Claudia Emerson, Pulitzer Prize winner, remembered

Kris Mason
Staff Writer

A poetry reading remembrance ceremony for Pulitzer Prize winning poet and VCU professor, Claudia Emerson, was held Monday night at the Grace Street Theater. A large crowd of well over 100 people packed the auditorium to pay their respects to a woman described as a kind, caring women with a good sense of humor.

The ceremony began with opening remarks from James Coleman, Dean of the College of Humanities and Sciences.

“The english language was an artistic palette, which Claudia painstakingly chose each word and painted them on her canvas at exactly the right place at the right time producing a one of a kind integrated work and valuable art with extraordinary beauty, complexity and depth,” Coleman said. “I truly want to celebrate because I feel so lucky that I got to know Claudia just a little bit: her vast curiosity and intellect, her rye and grounded rumor , her profound devotion to her work and her students and her positive personality.”

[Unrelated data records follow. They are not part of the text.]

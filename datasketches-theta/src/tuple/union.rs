// Licensed to the Apache Software Foundation (ASF) under one
// or more contributor license agreements.  See the NOTICE file
// distributed with this work for additional information
// regarding copyright ownership.  The ASF licenses this file
// to you under the Apache License, Version 2.0 (the
// "License"); you may not use this file except in compliance
// with the License.  You may obtain a copy of the License at
//
//   http://www.apache.org/licenses/LICENSE-2.0
//
// Unless required by applicable law or agreed to in writing,
// software distributed under the License is distributed on an
// "AS IS" BASIS, WITHOUT WARRANTIES OR CONDITIONS OF ANY
// KIND, either express or implied.  See the License for the
// specific language governing permissions and limitations
// under the License.

use std::marker::PhantomData;

use crate::common::ResizeFactor;
use crate::error::Error;
use crate::theta::hash_table::TableConfig;
use crate::theta::union_state::UnionInput;
use crate::theta::union_state::UnionState;
use crate::tuple::AdditivePolicy;
use crate::tuple::CompactTupleSketch;
use crate::tuple::MergePolicy;
use crate::tuple::TupleSketchView;

/// Stateful union operator for tuple sketches.
///
/// Hashes present in several inputs keep one entry whose summary is merged with the policy `P`,
/// [`AdditivePolicy`] by default.
///
/// # Examples
///
/// ```
/// use datasketches_theta::theta::ThetaSketchView;
/// use datasketches_theta::tuple::TupleSketch;
/// use datasketches_theta::tuple::TupleSketchView;
/// use datasketches_theta::tuple::TupleUnion;
///
/// let mut a = TupleSketch::<u32>::builder().build().unwrap();
/// let mut b = TupleSketch::<u32>::builder().build().unwrap();
/// a.update("x", 3).unwrap();
/// b.update("x", 4).unwrap();
///
/// let mut union = TupleUnion::<u32>::builder().build().unwrap();
/// union.update(&a).unwrap();
/// union.update(&b).unwrap();
/// let result = union.get_result(true);
/// assert_eq!(result.num_retained(), 1);
/// assert_eq!(result.entries().next().unwrap().1, &7);
/// ```
#[derive(Debug, Clone)]
pub struct TupleUnion<S, P = AdditivePolicy> {
    state: UnionState<S>,
    policy: P,
}

impl<S> TupleUnion<S> {
    /// Create a new builder for TupleUnion
    pub fn builder() -> TupleUnionBuilder<S> {
        TupleUnionBuilder::default()
    }
}

impl<S, P> TupleUnion<S, P>
where
    S: Default + Clone,
    P: MergePolicy<S>,
{
    /// Updates the union with a given sketch.
    ///
    /// # Errors
    ///
    /// Returns an [`IncompatibleSketch`](crate::error::ErrorKind::IncompatibleSketch) error if
    /// the seed of the sketch differs from the sketches already in the union, or the error of the
    /// merge policy. In both cases the union is unchanged.
    pub fn update<'a, V>(&mut self, sketch: &'a V) -> Result<(), Error>
    where
        V: TupleSketchView<Summary = S>,
        S: 'a,
    {
        let input = UnionInput {
            is_empty: sketch.is_empty(),
            is_ordered: sketch.is_ordered(),
            seed_hash: sketch.seed_hash(),
            theta: sketch.theta64(),
            entries: sketch.entries(),
        };
        let policy = &self.policy;
        self.state
            .update(input, |existing, incoming| policy.merge(existing, incoming))
    }

    /// Returns the union of all sketches seen so far as a compact sketch.
    ///
    /// The union is not modified and can keep ingesting sketches.
    pub fn get_result(&self, ordered: bool) -> CompactTupleSketch<S> {
        let result = self.state.result(ordered);
        CompactTupleSketch::new(
            result.is_empty,
            result.is_ordered,
            result.seed_hash,
            result.theta,
            result.entries,
        )
    }

    /// Return lg_k
    pub fn lg_k(&self) -> u8 {
        self.state.lg_k()
    }

    /// Returns the running union theta as u64
    pub fn theta64(&self) -> u64 {
        self.state.theta64()
    }

    /// Reset the union to its freshly built state
    pub fn reset(&mut self) {
        self.state.reset();
    }

    /// Return the merge policy
    pub fn policy(&self) -> &P {
        &self.policy
    }
}

/// Builder for TupleUnion
#[derive(Debug, Clone)]
pub struct TupleUnionBuilder<S, P = AdditivePolicy> {
    config: TableConfig,
    policy: P,
    _summary: PhantomData<fn() -> S>,
}

impl<S> Default for TupleUnionBuilder<S> {
    fn default() -> Self {
        Self {
            config: TableConfig::default(),
            policy: AdditivePolicy,
            _summary: PhantomData,
        }
    }
}

impl<S, P> TupleUnionBuilder<S, P> {
    /// Set lg_k (log2 of nominal size k). Must be in range [5, 26].
    pub fn lg_k(mut self, lg_k: u8) -> Self {
        self.config.lg_k = lg_k;
        self
    }

    /// Set the log2 of the initial table size. Must be in range [5, lg_k + 1].
    pub fn lg_starting_size(mut self, lg_starting_size: u8) -> Self {
        self.config.lg_starting_size = Some(lg_starting_size);
        self
    }

    /// Set resize factor.
    pub fn resize_factor(mut self, factor: ResizeFactor) -> Self {
        self.config.resize_factor = factor;
        self
    }

    /// Set sampling probability p. Must be in range (0.0, 1.0].
    pub fn sampling_probability(mut self, probability: f32) -> Self {
        self.config.sampling_probability = probability;
        self
    }

    /// Set hash seed. Only its fingerprint is used, as the result seed hash of an empty union.
    pub fn seed(mut self, seed: u64) -> Self {
        self.config.seed = seed;
        self
    }

    /// Set the policy that merges the summaries of hashes found in several sketches.
    pub fn policy<Q: MergePolicy<S>>(self, policy: Q) -> TupleUnionBuilder<S, Q> {
        TupleUnionBuilder {
            config: self.config,
            policy,
            _summary: PhantomData,
        }
    }
}

impl<S, P> TupleUnionBuilder<S, P>
where
    S: Default + Clone,
    P: MergePolicy<S>,
{
    /// Build the TupleUnion.
    ///
    /// # Errors
    ///
    /// Returns an [`InvalidArgument`](crate::error::ErrorKind::InvalidArgument) error if any
    /// parameter is out of range.
    pub fn build(self) -> Result<TupleUnion<S, P>, Error> {
        let table = self.config.build_table()?;
        Ok(TupleUnion {
            state: UnionState::new(table),
            policy: self.policy,
        })
    }
}

#[cfg(test)]
mod tests {
    use super::*;
    use crate::error::ErrorKind;
    use crate::theta::MAX_THETA;
    use crate::theta::ThetaSketchView;
    use crate::tuple::TupleSketch;

    #[test]
    fn test_empty_union() {
        let union = TupleUnion::<u64>::builder().lg_k(10).build().unwrap();
        let result = union.get_result(true);
        assert!(result.is_empty());
        assert_eq!(result.theta64(), MAX_THETA);
        assert_eq!(union.lg_k(), 10);
        assert_eq!(union.policy(), &AdditivePolicy);
    }

    #[test]
    fn test_custom_policy() {
        let keep_max = |a: &u32, b: &u32| -> Result<u32, Error> { Ok(*a.max(b)) };
        let mut union = TupleUnion::<u32>::builder()
            .policy(keep_max)
            .build()
            .unwrap();
        for summary in [5, 9, 2] {
            let mut sketch = TupleSketch::<u32>::builder().build().unwrap();
            sketch.update("key", summary).unwrap();
            union.update(&sketch).unwrap();
        }
        let result = union.get_result(false);
        assert_eq!(result.into_entries()[0].1, 9);
    }

    #[test]
    fn test_policy_failure_is_returned() {
        let reject = |_: &u32, _: &u32| -> Result<u32, Error> {
            Err(Error::new(ErrorKind::PolicyFailure, "conflict"))
        };
        let mut union = TupleUnion::<u32>::builder().policy(reject).build().unwrap();
        let mut sketch = TupleSketch::<u32>::builder().build().unwrap();
        sketch.update(1, 1).unwrap();
        union.update(&sketch).unwrap();

        let err = union.update(&sketch.compact(true)).unwrap_err();
        assert_eq!(err.kind(), ErrorKind::PolicyFailure);
        assert_eq!(err.message(), "conflict");
        assert_eq!(union.get_result(true).into_entries()[0].1, 1);
    }
}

The primary event of the evening was the reading of a selection of poems she wrote by people she had touched. A total of fourteen poems were read by a wide variety of people, with colleagues she knew as well as some graduate students whom she had taught, indicating the many different types of lives she touched.

The ceremony closed with remarks from Katharine Basard, Chair of the Department of English and then a video of Emerson reading her own poem was shown.

They announced that enough money had been raised for a scholarship in Emerson’s name. Money was raised through a fund in her name. The large outpouring of money led to the creation of the scholarship for at least one student in the creative writing program with focuses in poetry or creative non-fiction.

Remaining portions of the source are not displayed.